When the beam of the photo interrupter is unbroken, the LEDs are off, and when you break the beam the LEDs come on.


Original question:

I'm making a money checker, to check for the existence of a security strip in US bills. My project will use UV LEDs, but for the sake of brevity here I'll just call them lights.

Basically, I'd like to build a circuit, without a microcontroller, that turns on the lights when the beam from the photo interrupter is broken. My understanding of them is that the IR detector is a phototransistor which allows current to flow when exposed to IR light, and blocks it when not. Could I use the output of the phototransistor into the base of a PNP transistor to turn on the lights? Again, my understanding is that with a PNP transistor, current at the base blocks current through the connector-emitter, so I could put my lights in series with C-E of the PNP, and the base of the PNP to the C-E of the phototransistor, right? The idea is that when I place a bill in the slot of the photo interrupter, the lights will turn on, and when I remove it they'll turn off. If I've figured this right in my head I shouldn't need much more than what I've mentioned plus a few resistors, right?

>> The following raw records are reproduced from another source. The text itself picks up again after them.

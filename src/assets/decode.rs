use std::sync::Arc;

use anyhow::Context;

use crate::{
    SunflowerResult,
    assets::store::PreparedImage,
    foundation::math::premultiply_rgba8_in_place,
};

/// Decode encoded image bytes and convert to premultiplied RGBA8.
pub fn decode_image(bytes: &[u8]) -> SunflowerResult<PreparedImage> {
    let dyn_img = image::load_from_memory(bytes).context("decode image from memory")?;
    Ok(prepare_rgba_image(dyn_img.to_rgba8()))
}

/// Wrap an already-decoded straight-alpha image.
pub fn prepare_rgba_image(rgba: image::RgbaImage) -> PreparedImage {
    let (width, height) = rgba.dimensions();

    let mut rgba8_premul = rgba.into_raw();
    premultiply_rgba8_in_place(&mut rgba8_premul);

    PreparedImage {
        width,
        height,
        rgba8_premul: Arc::new(rgba8_premul),
    }
}

#[cfg(test)]
#[path = "../../tests/unit/assets/decode.rs"]
mod tests;
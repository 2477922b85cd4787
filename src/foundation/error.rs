/// Convenience result type used across the crate.
pub type SunflowerResult<T> = Result<T, SunflowerError>;

/// Top-level error taxonomy used by engine APIs.
#[derive(thiserror::Error, Debug)]
pub enum SunflowerError {
    /// Invalid configuration, canvas, or other caller-provided data.
    #[error("validation error: {0}")]
    Validation(String),

    /// A required bitmap is missing, undecodable, or has no pixels.
    #[error("asset error: {0}")]
    Asset(String),

    /// Errors while evaluating animation state for a tick.
    #[error("evaluation error: {0}")]
    Evaluation(String),

    /// Errors raised by a draw surface or frame sink.
    #[error("render error: {0}")]
    Render(String),

    /// Errors when serializing or deserializing data structures.
    #[error("serialization error: {0}")]
    Serde(String),

    /// Wrapped lower-level error from dependencies or IO.
    #[error(transparent)]
    Other(#[from] anyhow::Error),
}

impl SunflowerError {
    /// Build a [`SunflowerError::Validation`] value.
    pub fn validation(msg: impl Into<String>) -> Self {
        Self::Validation(msg.into())
    }

    /// Build a [`SunflowerError::Asset`] value.
    pub fn asset(msg: impl Into<String>) -> Self {
        Self::Asset(msg.into())
    }

    /// Build a [`SunflowerError::Evaluation`] value.
    pub fn evaluation(msg: impl Into<String>) -> Self {
        Self::Evaluation(msg.into())
    }

    /// Build a [`SunflowerError::Render`] value.
    pub fn render(msg: impl Into<String>) -> Self {
        Self::Render(msg.into())
    }

    /// Build a [`SunflowerError::Serde`] value.
    pub fn serde(msg: impl Into<String>) -> Self {
        Self::Serde(msg.into())
    }
}

#[cfg(test)]
#[path = "../../tests/unit/foundation/error.rs"]
mod tests;
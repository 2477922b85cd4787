//! Element placement as a pure function of progress, canvas and bitmap sizes.

pub mod layout;
use std::time::{Duration, Instant};

use crate::animation::timing::{
    LEAF_DURATION, PETAL_TOTAL_DURATION, PHOTO_DURATION, STEM_DURATION, elapsed_since, fraction,
};

/// Coarse position of the animation in its stage sequence.
#[derive(Clone, Copy, Debug, PartialEq, Eq, Hash, serde::Serialize)]
pub enum Phase {
    /// The stem is still growing.
    Growing,
    /// Stem complete; leaves and petals are animating.
    Blooming,
    /// Petals complete; the photo is scaling up.
    Revealing,
    /// Every stage has settled and the restart control is shown.
    Idle,
}

/// Stage start instants for one run of the animation.
///
/// Each start is assigned lazily by [`AnimationState::evaluate`] the first time its
/// predecessor stage is complete, and is only ever cleared again by a full reset.
///
/// The clock is sampled through a high-water mark: an instant earlier than the latest one
/// already evaluated reads as that latest instant, so no stage's progress ever moves backward.
#[derive(Clone, Debug, Default, PartialEq, Eq)]
pub struct AnimationState {
    stem_start: Option<Instant>,
    leaves_start: Option<Instant>,
    petals_start: Option<Instant>,
    photo_start: Option<Instant>,
    restart_requested: bool,
    latest: Option<Instant>,
}

/// Everything a single tick needs to know about stage progress, sampled at one instant.
#[derive(Clone, Copy, Debug, PartialEq, serde::Serialize)]
pub struct StageSnapshot {
    /// Derived phase.
    pub phase: Phase,
    /// Stem growth in `[0, 1]`.
    pub stem_progress: f64,
    /// Leaf growth in `[0, 1]`; 0 until the leaves start.
    pub leaf_progress: f64,
    /// Time into the petal sequence; zero until the petals start.
    pub petal_elapsed: Duration,
    /// Photo scale-up in `[0, 1]`; 0 until the photo starts.
    pub photo_progress: f64,
    /// Leaves have started.
    pub leaves_active: bool,
    /// Petals have started.
    pub petals_active: bool,
    /// Photo has started.
    pub photo_active: bool,
    /// All four stages are complete.
    pub is_idle: bool,
}

impl AnimationState {
    /// Fresh state with every stage unset.
    pub fn new() -> Self {
        Self::default()
    }

    /// Clear every stage start at once.
    pub fn reset(&mut self) {
        self.stem_start = None;
        self.leaves_start = None;
        self.petals_start = None;
        self.photo_start = None;
        self.restart_requested = false;
        self.latest = None;
    }

    /// Ask for a reset that is applied at the start of the next [`evaluate`](Self::evaluate).
    pub fn request_restart(&mut self) {
        self.restart_requested = true;
    }

    /// Whether a restart is waiting for the next evaluation.
    pub fn restart_pending(&self) -> bool {
        self.restart_requested
    }

    /// When the stem began growing, if it has.
    pub fn stem_start(&self) -> Option<Instant> {
        self.stem_start
    }

    /// When the leaves began growing, if they have.
    pub fn leaves_start(&self) -> Option<Instant> {
        self.leaves_start
    }

    /// When the petal sequence began, if it has.
    pub fn petals_start(&self) -> Option<Instant> {
        self.petals_start
    }

    /// When the photo began scaling up, if it has.
    pub fn photo_start(&self) -> Option<Instant> {
        self.photo_start
    }

    /// Latest instant evaluated since the last reset.
    pub fn latest_sample(&self) -> Option<Instant> {
        self.latest
    }

    /// Advance the stage machine to `now` and report progress.
    ///
    /// Assigns any start whose guard holds at `now`: the stem on the first call, leaves and
    /// petals once the stem is complete, the photo once the petal sequence is exhausted.
    /// Calling twice with the same `now` yields identical snapshots, and a `now` earlier than
    /// one already seen evaluates as the later instant.
    pub fn evaluate(&mut self, now: Instant) -> StageSnapshot {
        if std::mem::take(&mut self.restart_requested) {
            self.reset();
            tracing::debug!("restart consumed; stages cleared");
        }

        let now = match self.latest {
            Some(latest) if latest > now => latest,
            _ => now,
        };
        self.latest = Some(now);

        let stem_start = *self.stem_start.get_or_insert_with(|| {
            tracing::debug!("stem stage started");
            now
        });
        let stem_progress = fraction(elapsed_since(stem_start, now), STEM_DURATION);

        if stem_progress >= 1.0 && self.leaves_start.is_none() {
            tracing::debug!("stem complete; leaves and petals started");
            self.leaves_start = Some(now);
        }
        if self.leaves_start.is_some() && self.petals_start.is_none() {
            self.petals_start = Some(now);
        }

        let petal_elapsed = self.petal_elapsed(now);
        if self.petals_start.is_some()
            && petal_elapsed >= PETAL_TOTAL_DURATION
            && self.photo_start.is_none()
        {
            tracing::debug!("petal sequence complete; photo started");
            self.photo_start = Some(now);
        }

        let leaf_elapsed = self
            .leaves_start
            .map_or(Duration::ZERO, |s| elapsed_since(s, now));
        let photo_elapsed = self
            .photo_start
            .map_or(Duration::ZERO, |s| elapsed_since(s, now));

        let stem_done = stem_progress >= 1.0;
        let leaves_done = self.leaves_start.is_some() && leaf_elapsed >= LEAF_DURATION;
        let petals_done = self.petals_start.is_some() && petal_elapsed >= PETAL_TOTAL_DURATION;
        let photo_done = self.photo_start.is_some() && photo_elapsed >= PHOTO_DURATION;
        let is_idle = stem_done && leaves_done && petals_done && photo_done;

        let phase = if is_idle {
            Phase::Idle
        } else if self.photo_start.is_some() {
            Phase::Revealing
        } else if stem_done {
            Phase::Blooming
        } else {
            Phase::Growing
        };

        StageSnapshot {
            phase,
            stem_progress,
            leaf_progress: if self.leaves_start.is_some() {
                fraction(leaf_elapsed, LEAF_DURATION)
            } else {
                0.0
            },
            petal_elapsed,
            photo_progress: if self.photo_start.is_some() {
                fraction(photo_elapsed, PHOTO_DURATION)
            } else {
                0.0
            },
            leaves_active: self.leaves_start.is_some(),
            petals_active: self.petals_start.is_some(),
            photo_active: self.photo_start.is_some(),
            is_idle,
        }
    }

    fn petal_elapsed(&self, now: Instant) -> Duration {
        self.petals_start
            .map_or(Duration::ZERO, |start| elapsed_since(start, now))
    }
}

impl StageSnapshot {
    /// Whether the stem has finished and the flower head and everything above it are drawn.
    pub fn head_visible(&self) -> bool {
        self.leaves_active
    }

    /// Whether the host should schedule another tick.
    pub fn needs_another_frame(&self) -> bool {
        !self.is_idle
    }
}

#[cfg(test)]
#[path = "../../tests/unit/animation/state.rs"]
mod tests;
//! One running sunflower: animation state, bitmaps and the restart control behind a
//! tick-and-pointer API a host drives.

use std::path::Path;
use std::time::Instant;

use crate::{
    animation::state::{AnimationState, StageSnapshot},
    assets::store::AssetSet,
    compose::compositor::{FrameStyle, compose_frame},
    compose::plan::FramePlan,
    compose::restart::RestartControl,
    config::model::SunflowerConfig,
    foundation::core::{Canvas, Point},
    foundation::error::SunflowerResult,
    geometry::layout::{SceneGeometry, check_fit, compute_geometry},
};

/// Output of one [`Sunflower::tick`].
#[derive(Clone, Debug)]
pub struct Tick {
    /// Stage progress at the sampled instant.
    pub snapshot: StageSnapshot,
    /// Where every element sits.
    pub geometry: SceneGeometry,
    /// Draw calls for the frame.
    pub plan: FramePlan,
    /// Whether the host should schedule another tick.
    pub needs_another_frame: bool,
}

/// The animation engine: stage clock, layout, composition and the restart control.
///
/// Hosts call [`Sunflower::tick`] once per displayed frame and forward presses to
/// [`Sunflower::pointer_down`].
pub struct Sunflower {
    assets: AssetSet,
    style: FrameStyle,
    state: AnimationState,
    restart: RestartControl,
}

impl Sunflower {
    /// Engine at the start of a fresh run.
    pub fn new(assets: AssetSet, style: FrameStyle) -> Self {
        Self {
            assets,
            style,
            state: AnimationState::new(),
            restart: RestartControl::new(),
        }
    }

    /// Load every bitmap named in `config`, resolved against `assets_root`.
    pub fn from_config(
        config: &SunflowerConfig,
        assets_root: impl AsRef<Path>,
    ) -> SunflowerResult<Self> {
        config.validate()?;
        let assets = AssetSet::load(&config.assets, assets_root.as_ref())?;
        Ok(Self::new(
            assets,
            FrameStyle {
                background: config.background(),
                text: config.text.clone(),
            },
        ))
    }

    /// Evaluate stage state at `now`, lay out every element for `canvas` and build the draw
    /// plan.
    ///
    /// Fails without touching any state if `canvas` cannot hold the bitmaps.
    #[tracing::instrument(skip(self), fields(width = canvas.width, height = canvas.height))]
    pub fn tick(&mut self, now: Instant, canvas: Canvas) -> SunflowerResult<Tick> {
        check_fit(canvas, &self.assets)?;

        let was_shown = self.restart.is_visible();
        let snapshot = self.state.evaluate(now);
        let geometry = compute_geometry(&snapshot, canvas, &self.assets)?;
        let plan = compose_frame(
            &snapshot,
            &geometry,
            canvas,
            &self.style,
            &mut self.restart,
        );
        self.trace_idle_entry(was_shown);

        Ok(Tick {
            needs_another_frame: snapshot.needs_another_frame(),
            snapshot,
            geometry,
            plan,
        })
    }

    /// Forget all stage progress; the next tick starts the stem afresh.
    pub fn reset(&mut self) {
        self.state.reset();
        self.restart.hide();
    }

    /// Evaluate stage state at `now` without drawing.
    ///
    /// Lets a host that skips frames still observe every stage boundary at the instant it would
    /// have drawn. The restart control follows the idle state exactly as a drawn tick would.
    pub fn advance(&mut self, now: Instant) -> StageSnapshot {
        let was_shown = self.restart.is_visible();
        let snapshot = self.state.evaluate(now);
        if snapshot.is_idle {
            self.restart.show();
        } else {
            self.restart.hide();
        }
        self.trace_idle_entry(was_shown);
        snapshot
    }

    fn trace_idle_entry(&self, was_shown: bool) {
        if !was_shown && self.restart.is_visible() {
            tracing::debug!("idle reached; restart control shown");
        }
    }

    /// Deliver a primary-button press at `point` in canvas pixels.
    ///
    /// Returns whether the press activated the restart control. An activation hides the control
    /// and takes effect at the start of the next tick.
    pub fn pointer_down(&mut self, point: Point) -> bool {
        if !self.restart.hit_test(point) {
            return false;
        }
        tracing::debug!(x = point.x, y = point.y, "restart requested");
        self.restart.hide();
        self.state.request_restart();
        true
    }

    /// Stage clock.
    pub fn state(&self) -> &AnimationState {
        &self.state
    }

    /// Decoded bitmaps.
    pub fn assets(&self) -> &AssetSet {
        &self.assets
    }

    /// Background and texts.
    pub fn style(&self) -> &FrameStyle {
        &self.style
    }

    /// Start-again button state.
    pub fn restart_control(&self) -> &RestartControl {
        &self.restart
    }
}

#[cfg(test)]
#[path = "../../tests/unit/session/sunflower.rs"]
mod tests;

I'm on a phone right now, and I don't have internet at home, so I can't make a schematic.

Edit: I'm not sure how I could make what I'm asking any clearer. I want to turn on some LEDs when the beam of a photo interrupter is broken, without using a microcontroller, all of which I stated in my original text... Here's a picture of a hand-drawn schematic...

schematic

I've calculated that with a 3.2Vf drop across the UV LEDs, and 12 in parallel (I know I messed that up in my schematic), I'd need a 5.416 ohm resistor to get 20mA each. If I up the resistance to 10 ohms, I'd get a bit over 10mA each and have 169mW dissipated in the resistor. The 180 ohm resistor is to limit the current of the 1.2Vf IR LED in the photo interrupter to a little less than 20mA. The only thing I'm unsure about is the pull up resistor.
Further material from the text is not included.